Jaide is the only one in the family with a high 'D' (Dominant) personality, making it terribly hard for any of us to understand her. It puzzles me to no end why she would refuse to do the things she knows how to do for herself and yet stubbornly insists on doing the things that are way too difficult for her and ruining everything in the process. 

I have even tried to find out if her obstinate trait has a medical cause but she turns out to be the most healthy child in the family. And yet, even though she does not have eczema like 2 of her siblings, she will purposely scratch her skin out of anger till she bleeds. Coupled with her numerous bruises and wounds from her own foolhardy actions, I'm surprised that no one mistakenly believes her to be a victim of abuse!

Nothing that I've tried works consistently; not strict discipline, not soft approach, not reverse psychology, not encouragement, not positive reinforcement, not logical consequences, not countless prep talks and counselling, not even catering to her personality by giving her reasonable freedom to make her own choices. Nothing. She'll purposely refuse to do what I tell her to do and do what I explicitly tell her NOT to do. It is expected that young kids will be mischievous and disobedient from time to time. But she is like that 95% of the time. Those 5% when she does obey, I praise her profusely in the hope she'll be more motivated to behave. Sadly, she goes right back to her default obnoxious mode in no time at all. 

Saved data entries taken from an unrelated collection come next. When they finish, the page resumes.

use crate::database::Store;
use crate::entities::{award_entity as awards, winner_entity as winners};
use crate::error::{AppError, AppResult};
use crate::models::{
    BatchCreateWinnersResponse, CreateWinnerRequest, DrawCandidate, DrawRequest, non_empty,
};
use crate::services::WinnerService;
use crate::services::winner_service::existing_emp_ids;
use rand::Rng;
use rand::seq::SliceRandom;
use sea_orm::{ColumnTrait, EntityTrait, PaginatorTrait, QueryFilter};
use std::collections::HashSet;

/// 管理端抽奖：从候选名单中随机抽出得奖者，再交给批量新增处理
#[derive(Clone)]
pub struct DrawService {
    store: Store,
    winner_service: WinnerService,
}

/// 随机取 count 个 (不足时全取)
fn pick_random<T, R: Rng + ?Sized>(mut items: Vec<T>, count: usize, rng: &mut R) -> Vec<T> {
    items.shuffle(rng);
    items.truncate(count);
    items
}

impl DrawService {
    pub fn new(store: Store, winner_service: WinnerService) -> Self {
        Self {
            store,
            winner_service,
        }
    }

    /// 抽奖:
    /// 1. 校验奖项存在、候选名单非空且每人都有工号
    /// 2. 候选人按工号去重，排除已经得过奖的人
    /// 3. 人数缺省为剩余名额
    /// 4. 随机抽出后走批量新增 (仍由一人一奖规则兜底)
    pub async fn draw(&self, request: DrawRequest) -> AppResult<BatchCreateWinnersResponse> {
        let db = self.store.conn()?;

        let award_id = non_empty(request.award_id).ok_or_else(|| {
            AppError::ValidationError("Missing required field: award_id".to_string())
        })?;
        let award = awards::Entity::find_by_id(award_id.clone())
            .one(db)
            .await?
            .ok_or_else(|| AppError::NotFound(format!("Award ID {award_id} does not exist")))?;

        if request.candidates.is_empty() {
            return Err(AppError::ValidationError(
                "Candidates list cannot be empty".to_string(),
            ));
        }

        let mut seen = HashSet::new();
        let mut pool: Vec<(String, DrawCandidate)> = Vec::with_capacity(request.candidates.len());
        for (index, candidate) in request.candidates.into_iter().enumerate() {
            let emp_id = non_empty(candidate.emp_id.clone()).ok_or_else(|| {
                AppError::ValidationError(format!(
                    "Invalid candidate at index {index}: missing emp_id"
                ))
            })?;
            if seen.insert(emp_id.clone()) {
                pool.push((emp_id, candidate));
            }
        }

        let count = match request.count {
            Some(count) => count as usize,
            None => {
                let drawn = winners::Entity::find()
                    .filter(winners::Column::AwardId.eq(award.id.as_str()))
                    .count(db)
                    .await?;
                u64::try_from(award.num)
                    .unwrap_or(0)
                    .saturating_sub(drawn) as usize
            }
        };
        if count == 0 {
            return Err(AppError::ValidationError(format!(
                "No remaining slots for award {}",
                award.id
            )));
        }

        let already_won = existing_emp_ids(db, pool.iter().map(|(id, _)| id.clone()).collect())
            .await?;
        let eligible: Vec<(String, DrawCandidate)> = pool
            .into_iter()
            .filter(|(emp_id, _)| !already_won.contains(emp_id))
            .collect();
        if eligible.is_empty() {
            return Err(AppError::ValidationError(
                "No eligible candidates left".to_string(),
            ));
        }

        let picked = pick_random(eligible, count, &mut rand::thread_rng());
        log::info!(
            "Drawing {} winner(s) for award {} ({})",
            picked.len(),
            award.id,
            award.award
        );

        let requests = picked
            .into_iter()
            .map(|(emp_id, candidate)| CreateWinnerRequest {
                award_id: Some(award.id.clone()),
                award: Some(award.award.clone()),
                emp_id: Some(emp_id),
                emp_cname: candidate.emp_cname,
                emp_ename: candidate.emp_ename,
                emp_factory: candidate.emp_factory,
            })
            .collect();

        self.winner_service.batch_create(Some(requests)).await
    }
}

Under such circumstances, it is a remarkably tall order for me to love her like I love the rest of my kids. But I have to train myself. Even though I cringe every time she asks for a hug, I still do so in the same way I do for my other children. No matter how unloveable she is to me, I choose daily to ignore my aversion and champion her whenever her siblings do her injustice. I kiss her, stroke her gently and smile at her sweetly as often as I do for the rest. The last thing I want is for her to think that I treat her unfairly due to bias. Unfortunately, the reality is, I do discipline her so much more often because of her persistent defiance. 

It does not help matters that I have increased workload, suffer from unexplained puritus and is diagnosed with clinical depression this year. I lack my normal physical and emotional capacity to deal with her constant fussiness and end up yelling at her more often than not. As much as I hate to admit it, she is the main reason why I feel so much like an epic failure as a parent. 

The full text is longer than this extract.